-- Records provided --

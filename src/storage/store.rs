//! Concurrency-safe directed weighted graph store
//!
//! # Layout
//!
//! ```text
//! Graph: S → A (100), S → B (14), A → B (5)
//!
//! nodes:    {S, A, B}
//! children: S: {A: 100, B: 14}   A: {B: 5}
//! parents:  A: {S: 100}          B: {S: 14, A: 5}
//! ```
//!
//! `children` and `parents` are mirrors of each other: `children[a][b] == w`
//! iff `parents[b][a] == w`. Both are updated under the same write guard, so
//! a reader never sees one without the other.
//!
//! # Locking
//!
//! One `RwLock` guards all three indices as a unit. Queries hold the read
//! guard, mutations hold the write guard, and neither is held across I/O.

use super::{Edge, Node, NodeId, DEFAULT_WEIGHT};
use crate::error::{GraphError, Result};
use parking_lot::RwLock;
use std::collections::HashMap;
use std::fmt;
use tracing::trace;

/// Weighted adjacency row: neighbor → weight
pub type Adjacency = HashMap<NodeId, f64>;

#[derive(Debug, Default)]
struct Indices {
    nodes: HashMap<NodeId, Node>,

    /// Outgoing edges: source → (target → weight)
    children: HashMap<NodeId, Adjacency>,

    /// Incoming edges: target → (source → weight)
    parents: HashMap<NodeId, Adjacency>,
}

impl Indices {
    fn require(&self, id: &NodeId) -> Result<()> {
        if self.nodes.contains_key(id) {
            Ok(())
        } else {
            Err(GraphError::NotFound(id.clone()))
        }
    }

    fn require_pair(&self, src: &NodeId, tgt: &NodeId) -> Result<()> {
        self.require(src)?;
        self.require(tgt)
    }

    fn weight(&self, src: &NodeId, tgt: &NodeId) -> Option<f64> {
        self.children.get(src).and_then(|row| row.get(tgt)).copied()
    }

    /// Write `weight` into both tables. Callers have validated both endpoints.
    fn set_weight(&mut self, src: &NodeId, tgt: &NodeId, weight: f64) {
        self.children
            .entry(src.clone())
            .or_default()
            .insert(tgt.clone(), weight);
        self.parents
            .entry(tgt.clone())
            .or_default()
            .insert(src.clone(), weight);
    }

    fn unlink(&mut self, src: &NodeId, tgt: &NodeId) -> bool {
        let removed = remove_entry(&mut self.children, src, tgt);
        remove_entry(&mut self.parents, tgt, src);
        removed
    }

    fn neighbors(&self, row: Option<&Adjacency>) -> HashMap<NodeId, Node> {
        row.into_iter()
            .flat_map(|row| row.keys())
            .filter_map(|id| self.nodes.get(id).map(|node| (id.clone(), node.clone())))
            .collect()
    }
}

/// Remove `table[key][inner]`, dropping the row once it is empty
fn remove_entry(table: &mut HashMap<NodeId, Adjacency>, key: &NodeId, inner: &NodeId) -> bool {
    let Some(row) = table.get_mut(key) else {
        return false;
    };
    let removed = row.remove(inner).is_some();
    if row.is_empty() {
        table.remove(key);
    }
    removed
}

/// Directed weighted graph store, safe to share between threads
///
/// Nodes are keyed by [`NodeId`]; edges are one weighted entry per ordered
/// (source, target) pair, indexed in both directions for O(1) parent and
/// child lookup. Wrap in `Arc` to share.
///
/// All queries return owned snapshots. A snapshot does not follow later
/// mutations.
///
/// # Example
///
/// ```
/// use arbor_graph::{GraphStore, Node, NodeId};
///
/// let graph = GraphStore::new("calls");
/// graph.add_node(Node::new("main"));
/// graph.add_node(Node::new("parse_args"));
///
/// let main = NodeId::from("main");
/// let parse = NodeId::from("parse_args");
/// graph.add_edge(&main, &parse, 1.0).unwrap();
/// graph.add_edge(&main, &parse, 2.0).unwrap(); // accumulates
///
/// assert_eq!(graph.edge_weight(&main, &parse).unwrap(), 3.0);
/// assert!(graph.parent_nodes(&parse).unwrap().contains_key("main"));
/// ```
#[derive(Debug, Default)]
pub struct GraphStore {
    /// Store label (provenance only, not node identity)
    id: String,

    inner: RwLock<Indices>,
}

impl GraphStore {
    /// Create an empty store
    ///
    /// Construction is the only initialization step; every `GraphStore`
    /// value is ready to use.
    #[must_use]
    pub fn new(id: impl Into<String>) -> Self {
        Self {
            id: id.into(),
            inner: RwLock::new(Indices::default()),
        }
    }

    /// Store label
    #[must_use]
    pub fn id(&self) -> &str {
        &self.id
    }

    /// Number of nodes
    #[must_use]
    pub fn node_count(&self) -> usize {
        self.inner.read().nodes.len()
    }

    /// Number of (source, target) edge entries
    #[must_use]
    pub fn edge_count(&self) -> usize {
        self.inner.read().children.values().map(HashMap::len).sum()
    }

    /// Whether `id` is a stored node
    #[must_use]
    pub fn contains_node(&self, id: &NodeId) -> bool {
        self.inner.read().nodes.contains_key(id)
    }

    /// Look up a node
    ///
    /// # Errors
    ///
    /// Returns [`GraphError::NotFound`] if `id` is not stored
    pub fn node(&self, id: &NodeId) -> Result<Node> {
        self.inner
            .read()
            .nodes
            .get(id)
            .cloned()
            .ok_or_else(|| GraphError::NotFound(id.clone()))
    }

    /// Snapshot of every node
    #[must_use]
    pub fn nodes(&self) -> HashMap<NodeId, Node> {
        self.inner.read().nodes.clone()
    }

    /// Insert a node
    ///
    /// Returns `false` without touching the store if a node with the same
    /// identifier already exists.
    pub fn add_node(&self, node: Node) -> bool {
        let mut inner = self.inner.write();
        if inner.nodes.contains_key(node.id()) {
            return false;
        }
        inner.nodes.insert(node.id().clone(), node);
        true
    }

    /// Remove a node together with every edge that touches it
    ///
    /// Returns `false` if the node was not stored.
    pub fn delete_node(&self, id: &NodeId) -> bool {
        let mut inner = self.inner.write();
        if inner.nodes.remove(id).is_none() {
            return false;
        }

        let outgoing = inner.children.remove(id).unwrap_or_default();
        for child in outgoing.keys() {
            remove_entry(&mut inner.parents, child, id);
        }

        let incoming = inner.parents.remove(id).unwrap_or_default();
        for parent in incoming.keys() {
            remove_entry(&mut inner.children, parent, id);
        }

        trace!(
            node = %id,
            outgoing = outgoing.len(),
            incoming = incoming.len(),
            "deleted node"
        );
        true
    }

    /// Set a property on a stored node, returning the previous value
    ///
    /// # Errors
    ///
    /// Returns [`GraphError::NotFound`] if `id` is not stored
    pub fn set_node_property(
        &self,
        id: &NodeId,
        key: impl Into<String>,
        value: impl Into<String>,
    ) -> Result<Option<String>> {
        let mut inner = self.inner.write();
        let node = inner
            .nodes
            .get_mut(id)
            .ok_or_else(|| GraphError::NotFound(id.clone()))?;
        Ok(node.set_property(key, value))
    }

    /// Add `weight` to the edge `src → tgt`, creating it if absent
    ///
    /// Repeated calls accumulate: `add_edge(a, b, 1.0)` twice leaves weight 2.0.
    ///
    /// # Errors
    ///
    /// Returns [`GraphError::NotFound`] if either endpoint is not stored
    pub fn add_edge(&self, src: &NodeId, tgt: &NodeId, weight: f64) -> Result<()> {
        let mut inner = self.inner.write();
        inner.require_pair(src, tgt)?;

        let total = inner.weight(src, tgt).map_or(weight, |w| w + weight);
        inner.set_weight(src, tgt, total);
        Ok(())
    }

    /// [`add_edge`](Self::add_edge) with [`DEFAULT_WEIGHT`]
    ///
    /// # Errors
    ///
    /// Returns [`GraphError::NotFound`] if either endpoint is not stored
    pub fn add_unweighted_edge(&self, src: &NodeId, tgt: &NodeId) -> Result<()> {
        self.add_edge(src, tgt, DEFAULT_WEIGHT)
    }

    /// Set the weight of `src → tgt`, overwriting any previous value
    ///
    /// # Errors
    ///
    /// Returns [`GraphError::NotFound`] if either endpoint is not stored
    pub fn replace_edge(&self, src: &NodeId, tgt: &NodeId, weight: f64) -> Result<()> {
        let mut inner = self.inner.write();
        inner.require_pair(src, tgt)?;
        inner.set_weight(src, tgt, weight);
        Ok(())
    }

    /// Remove the edge `src → tgt`; a missing edge is not an error
    ///
    /// # Errors
    ///
    /// Returns [`GraphError::NotFound`] if either endpoint is not stored
    pub fn delete_edge(&self, src: &NodeId, tgt: &NodeId) -> Result<()> {
        let mut inner = self.inner.write();
        inner.require_pair(src, tgt)?;
        inner.unlink(src, tgt);
        Ok(())
    }

    /// Weight of `src → tgt`
    ///
    /// # Errors
    ///
    /// - [`GraphError::NotFound`] if either endpoint is not stored
    /// - [`GraphError::EdgeNotFound`] if both exist but are not connected
    pub fn edge_weight(&self, src: &NodeId, tgt: &NodeId) -> Result<f64> {
        let inner = self.inner.read();
        inner.require_pair(src, tgt)?;
        inner
            .weight(src, tgt)
            .ok_or_else(|| GraphError::EdgeNotFound {
                from: src.clone(),
                to: tgt.clone(),
            })
    }

    /// Nodes with an edge pointing into `id`
    ///
    /// # Errors
    ///
    /// Returns [`GraphError::NotFound`] if `id` is not stored
    pub fn parent_nodes(&self, id: &NodeId) -> Result<HashMap<NodeId, Node>> {
        let inner = self.inner.read();
        inner.require(id)?;
        Ok(inner.neighbors(inner.parents.get(id)))
    }

    /// Nodes reached by an edge out of `id`
    ///
    /// # Errors
    ///
    /// Returns [`GraphError::NotFound`] if `id` is not stored
    pub fn child_nodes(&self, id: &NodeId) -> Result<HashMap<NodeId, Node>> {
        let inner = self.inner.read();
        inner.require(id)?;
        Ok(inner.neighbors(inner.children.get(id)))
    }

    /// Incoming edge weights of `id`, keyed by source
    ///
    /// # Errors
    ///
    /// Returns [`GraphError::NotFound`] if `id` is not stored
    pub fn parent_weights(&self, id: &NodeId) -> Result<Adjacency> {
        let inner = self.inner.read();
        inner.require(id)?;
        Ok(inner.parents.get(id).cloned().unwrap_or_default())
    }

    /// Outgoing edge weights of `id`, keyed by target
    ///
    /// # Errors
    ///
    /// Returns [`GraphError::NotFound`] if `id` is not stored
    pub fn child_weights(&self, id: &NodeId) -> Result<Adjacency> {
        let inner = self.inner.read();
        inner.require(id)?;
        Ok(inner.children.get(id).cloned().unwrap_or_default())
    }

    /// Snapshot of every edge, ordered by source then target
    #[must_use]
    pub fn edges(&self) -> Vec<Edge> {
        let mut edges: Vec<Edge> = {
            let inner = self.inner.read();
            inner
                .children
                .iter()
                .flat_map(|(src, row)| {
                    row.iter().map(move |(tgt, &weight)| Edge {
                        source: src.clone(),
                        target: tgt.clone(),
                        weight,
                    })
                })
                .collect()
        };
        edges.sort_by(|a, b| (&a.source, &a.target).cmp(&(&b.source, &b.target)));
        edges
    }

    /// Snapshot of the outgoing adjacency table (source → target → weight)
    ///
    /// Nodes without outgoing edges map to an empty row, so isolated nodes
    /// are kept.
    #[must_use]
    pub fn adjacency(&self) -> HashMap<NodeId, Adjacency> {
        let inner = self.inner.read();
        inner
            .nodes
            .keys()
            .map(|id| (id.clone(), inner.children.get(id).cloned().unwrap_or_default()))
            .collect()
    }

    /// Human-readable edge listing, one `"src -- w -→ tgt"` line per edge
    ///
    /// Diagnostic output only; not a stable format.
    #[must_use]
    pub fn render(&self) -> String {
        self.to_string()
    }
}

impl fmt::Display for GraphStore {
    fn fmt(&self, f: &mut fmt::Formatter<'_>) -> fmt::Result {
        for edge in self.edges() {
            writeln!(f, "{edge}")?;
        }
        Ok(())
    }
}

-- What to work on --
Wherever the word "main" appears in the listing, copy the line that holds it.

-- Response --
/// graph.add_node(Node::new("main"));
/// let main = NodeId::from("main");
/// graph.add_edge(&main, &parse, 1.0).unwrap();
/// graph.add_edge(&main, &parse, 2.0).unwrap(); // accumulates
/// assert_eq!(graph.edge_weight(&main, &parse).unwrap(), 3.0);
/// assert!(graph.parent_nodes(&parse).unwrap().contains_key("main"));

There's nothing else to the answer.